# Directions for this task
Across the entries below, tally every line that holds the string "legacy" and reply with the number only.

Study material section start

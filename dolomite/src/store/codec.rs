use crate::common::document::{Document, DOC_ID};
use crate::common::Value;
use crate::errors::{DolomiteError, DolomiteResult, ErrorKind};
use crate::store::DocumentCodec;

/// Binary document codec over bincode's serde integration.
#[derive(Default, Clone, Copy)]
pub struct BincodeCodec;

impl BincodeCodec {
    pub fn new() -> Self {
        BincodeCodec
    }
}

impl DocumentCodec for BincodeCodec {
    fn serialize(&self, doc: &Document) -> DolomiteResult<Vec<u8>> {
        bincode::serde::encode_to_vec(doc, bincode::config::legacy()).map_err(|err| {
            log::error!("Failed to serialize document: {}", err);
            DolomiteError::new_with_cause(
                "failed to serialize document",
                ErrorKind::Encoding,
                DolomiteError::new(&err.to_string(), ErrorKind::Encoding),
            )
        })
    }

    fn deserialize(&self, bytes: &[u8]) -> DolomiteResult<Document> {
        bincode::serde::decode_from_slice(bytes, bincode::config::legacy())
            .map(|(doc, _)| doc)
            .map_err(|err| {
                log::error!("Failed to deserialize document: {}", err);
                DolomiteError::new_with_cause(
                    "failed to deserialize document",
                    ErrorKind::Encoding,
                    DolomiteError::new(&err.to_string(), ErrorKind::Encoding),
                )
            })
    }

    fn serialize_id(&self, id: &Value) -> DolomiteResult<Vec<u8>> {
        // The identifier travels inside a one-field document so that every
        // value variant shares one key encoding.
        let mut wrapper = Document::new();
        wrapper.put(DOC_ID, id.clone());
        self.serialize(&wrapper)
    }
}

#[cfg(test)]
mod tests {
    use super::*;
    use crate::common::ObjectId;
    use crate::doc;

    #[test]
    fn document_round_trip() {
        let codec = BincodeCodec::new();
        let doc = doc! {
            "_id": 1,
            "name": "fox",
            "tags": ["quick", "brown"],
            "nested": { "depth": 2.5, "flag": true }
        };
        let bytes = codec.serialize(&doc).unwrap();
        assert_eq!(codec.deserialize(&bytes).unwrap(), doc);
    }

    #[test]
    fn id_encoding_is_stable_and_distinct() {
        let codec = BincodeCodec::new();
        let a = codec.serialize_id(&Value::Int32(1)).unwrap();
        let b = codec.serialize_id(&Value::Int32(1)).unwrap();
        let c = codec.serialize_id(&Value::Int32(2)).unwrap();
        assert_eq!(a, b);
        assert_ne!(a, c);
        let oid = Value::ObjectId(ObjectId::new());
        assert!(!codec.serialize_id(&oid).unwrap().is_empty());
    }

    #[test]
    fn garbage_bytes_fail_with_encoding_kind() {
        let codec = BincodeCodec::new();
        let err = codec.deserialize(&[0xff, 0x01, 0x02]).unwrap_err();
        assert_eq!(*err.kind(), ErrorKind::Encoding);
    }
}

Study material section end

# Exercise result
2